--- Task requirements ---
Please go through the records below and return every line holding the word "derive".

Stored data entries
==================================================

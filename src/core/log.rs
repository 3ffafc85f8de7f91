//! Player-facing log entries.
//!
//! Engine calls return these as an append-only list; the UI decides how to
//! render them. Diagnostics for content authors go through `tracing` instead.

use serde::{Deserialize, Serialize};

#[derive(Debug, Clone, Copy, PartialEq, Eq, Hash, Serialize, Deserialize)]
#[serde(rename_all = "snake_case")]
pub enum LogKind {
    PlayerHit,
    PlayerMiss,
    Ability,
    MonsterHit,
    MonsterMiss,
    Dodge,
    SkillUp,
    Kill,
    Death,
    Experience,
    Loot,
    Currency,
    Spawn,
    Quest,
    Trade,
    LevelUp,
    System,
}

#[derive(Debug, Clone, Copy, PartialEq, Eq, Hash, Serialize, Deserialize)]
#[serde(rename_all = "snake_case")]
pub enum LogColor {
    White,
    Grey,
    Red,
    Green,
    Yellow,
    Blue,
    LightBlue,
    Purple,
    Orange,
}

impl LogColor {
    /// CSS color used by the browser client.
    pub fn css(&self) -> &'static str {
        match self {
            LogColor::White => "#ffffff",
            LogColor::Grey => "#9e9e9e",
            LogColor::Red => "#ff5252",
            LogColor::Green => "#69f0ae",
            LogColor::Yellow => "#ffd740",
            LogColor::Blue => "#448aff",
            LogColor::LightBlue => "#80d8ff",
            LogColor::Purple => "#e040fb",
            LogColor::Orange => "#ffab40",
        }
    }
}

impl LogKind {
    pub fn default_color(&self) -> LogColor {
        match self {
            LogKind::PlayerHit => LogColor::White,
            LogKind::PlayerMiss | LogKind::MonsterMiss => LogColor::Grey,
            LogKind::Ability => LogColor::Orange,
            LogKind::MonsterHit | LogKind::Death => LogColor::Red,
            LogKind::Dodge => LogColor::LightBlue,
            LogKind::SkillUp | LogKind::LevelUp => LogColor::Blue,
            LogKind::Kill | LogKind::Experience => LogColor::Green,
            LogKind::Loot | LogKind::Currency | LogKind::Trade => LogColor::Yellow,
            LogKind::Spawn | LogKind::System => LogColor::White,
            LogKind::Quest => LogColor::Purple,
        }
    }
}

#[derive(Debug, Clone, PartialEq, Eq, Serialize, Deserialize)]
pub struct LogEntry {
    pub kind: LogKind,
    pub color: LogColor,
    pub message: String,
}

impl LogEntry {
    pub fn new(kind: LogKind, message: impl Into<String>) -> Self {
        Self {
            kind,
            color: kind.default_color(),
            message: message.into(),
        }
    }

    pub fn with_color(kind: LogKind, color: LogColor, message: impl Into<String>) -> Self {
        Self {
            kind,
            color,
            message: message.into(),
        }
    }
}
//! The player character as the engine sees it.

use super::leveling::apply_xp;
use crate::combat::types::RoundOutcome;
use crate::config::types::{ItemDef, WeaponProfile};
use crate::config::ConfigStore;
use crate::core::constants::{BASE_ARMOR_CLASS, BASE_HP, BASE_STAMINA, BASE_STRENGTH};
use crate::loot::inventory::{add_loot_to_inventory, InsertResult, Inventory};
use crate::skills::logic::{skill_cap, starting_skills, EquipmentShape};
use crate::skills::types::{AbilityId, SkillKind, SkillRecord, SkillSet};
use serde::{Deserialize, Serialize};
use tracing::warn;

#[derive(Debug, Clone, Default, PartialEq, Eq, Serialize, Deserialize)]
pub struct Equipment {
    pub weapon: Option<String>,
    pub shield: Option<String>,
}

#[derive(Debug, Clone, PartialEq, Serialize, Deserialize)]
pub struct PlayerState {
    pub name: String,
    pub race_id: String,
    pub class_id: String,
    pub level: u32,
    /// XP into the current level.
    pub xp: u64,
    pub hp: i32,
    pub max_hp: i32,
    pub stamina: i32,
    pub max_stamina: i32,
    pub strength: i32,
    /// Base armor class before equipment.
    pub armor_class: i32,
    /// Copper.
    pub currency: u64,
    pub skills: SkillSet,
    pub abilities: Vec<AbilityId>,
    pub equipment: Equipment,
    pub inventory: Inventory,
}

/// What applying a round to the player changed beyond the raw fields.
#[derive(Debug, Clone, Default, PartialEq, Eq)]
pub struct AppliedRound {
    pub levels_gained: u32,
    pub inventory: InsertResult,
}

impl PlayerState {
    /// Creates a level 1 character. Unknown race or class ids fall back to
    /// baseline stats and no class kit.
    pub fn new(name: impl Into<String>, race_id: &str, class_id: &str, store: &ConfigStore) -> Self {
        let settings = &store.settings;
        let race = store.race(race_id);
        if race.is_none() {
            warn!(race = race_id, "unknown race, using baseline stats");
        }
        let class = store.class(class_id);
        if class.is_none() {
            warn!(class = class_id, "unknown class, no abilities or starting gear");
        }

        let hp = race.map_or(BASE_HP, |r| r.hp);
        let stamina = race.map_or(BASE_STAMINA, |r| r.stamina);

        let abilities: Vec<AbilityId> = class
            .map(|c| {
                c.abilities
                    .iter()
                    .copied()
                    .filter(|a| store.ability(*a).map_or(true, |def| def.usable_by_class(class_id)))
                    .collect()
            })
            .unwrap_or_default();

        let equipment = Equipment {
            weapon: class.and_then(|c| c.starting_weapon.clone()),
            shield: class.and_then(|c| c.starting_shield.clone()),
        };

        let mut kinds = vec![SkillKind::Offense, SkillKind::Defense, SkillKind::Dodge];
        if let Some(c) = class {
            kinds.extend(c.skills.iter().copied());
        }
        kinds.extend(abilities.iter().map(AbilityId::skill));
        let weapon_skill = equipment
            .weapon
            .as_deref()
            .and_then(|id| store.item(id))
            .and_then(|item| item.weapon)
            .map_or(SkillKind::HandToHand, |w| w.skill);
        kinds.push(weapon_skill);
        kinds.sort();
        kinds.dedup();

        Self {
            name: name.into(),
            race_id: race_id.to_string(),
            class_id: class_id.to_string(),
            level: 1,
            xp: 0,
            hp,
            max_hp: hp,
            stamina,
            max_stamina: stamina,
            strength: race.map_or(BASE_STRENGTH, |r| r.strength),
            armor_class: race.map_or(BASE_ARMOR_CLASS, |r| r.armor_class),
            currency: 0,
            skills: starting_skills(&kinds, 1, settings),
            abilities,
            equipment,
            inventory: Inventory::new(),
        }
    }

    pub fn is_alive(&self) -> bool {
        self.hp > 0
    }

    /// The equipped weapon's item definition, if it exists and is a weapon.
    pub fn weapon<'a>(&self, store: &'a ConfigStore) -> Option<&'a ItemDef> {
        let id = self.equipment.weapon.as_deref()?;
        store.item(id).filter(|item| item.weapon.is_some())
    }

    pub fn shield<'a>(&self, store: &'a ConfigStore) -> Option<&'a ItemDef> {
        let id = self.equipment.shield.as_deref()?;
        store.item(id).filter(|item| item.is_shield)
    }

    /// Weapon stats used for a swing; fists when nothing usable is equipped.
    pub fn weapon_profile(&self, store: &ConfigStore) -> WeaponProfile {
        self.weapon(store)
            .and_then(|w| w.weapon)
            .unwrap_or(WeaponProfile {
                min_damage: store.settings.unarmed_min_damage,
                max_damage: store.settings.unarmed_max_damage,
                skill: SkillKind::HandToHand,
            })
    }

    pub fn equipment_shape(&self, store: &ConfigStore) -> EquipmentShape {
        EquipmentShape {
            has_shield: self.shield(store).is_some(),
            piercing_weapon: self.weapon_profile(store).is_piercing(),
        }
    }

    /// Base armor class plus weapon and shield armor class.
    pub fn total_armor_class(&self, store: &ConfigStore) -> i32 {
        [self.weapon(store), self.shield(store)]
            .into_iter()
            .flatten()
            .fold(self.armor_class, |ac, item| ac.saturating_add(item.armor_class))
    }

    /// Equips a weapon by id, adding its skill at 0 if the character never
    /// trained it.
    pub fn equip_weapon(&mut self, item_id: &str, store: &ConfigStore) -> bool {
        let Some(profile) = store.item(item_id).and_then(|item| item.weapon) else {
            return false;
        };
        self.equipment.weapon = Some(item_id.to_string());
        if !self.skills.has(profile.skill) {
            let cap = skill_cap(self.level, &store.settings);
            self.skills.insert(profile.skill, SkillRecord::new(0, cap));
        }
        true
    }

    /// Reference reducer for a round: applies the state update, inserts loot,
    /// applies skill-ups, and processes level-ups.
    pub fn apply_round(&mut self, outcome: &RoundOutcome, store: &ConfigStore) -> AppliedRound {
        let updates = &outcome.updates;
        self.hp = updates.hp.clamp(0, self.max_hp);
        self.stamina = updates.stamina.clamp(0, self.max_stamina);
        self.currency = self.currency.saturating_add(updates.currency_gained);
        for skill_up in &outcome.skill_ups {
            self.skills.set_current(skill_up.skill, skill_up.value);
        }
        let inventory = add_loot_to_inventory(&mut self.inventory, &updates.loot);
        let levels_gained = apply_xp(self, updates.xp_gained, &store.settings);
        AppliedRound {
            levels_gained,
            inventory,
        }
    }
}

==================================================

--- Answer to this task ---
#[derive(Debug, Clone, Copy, PartialEq, Eq, Hash, Serialize, Deserialize)]
#[derive(Debug, Clone, Copy, PartialEq, Eq, Hash, Serialize, Deserialize)]
#[derive(Debug, Clone, PartialEq, Eq, Serialize, Deserialize)]
#[derive(Debug, Clone, Default, PartialEq, Eq, Serialize, Deserialize)]
#[derive(Debug, Clone, PartialEq, Serialize, Deserialize)]
#[derive(Debug, Clone, Default, PartialEq, Eq)]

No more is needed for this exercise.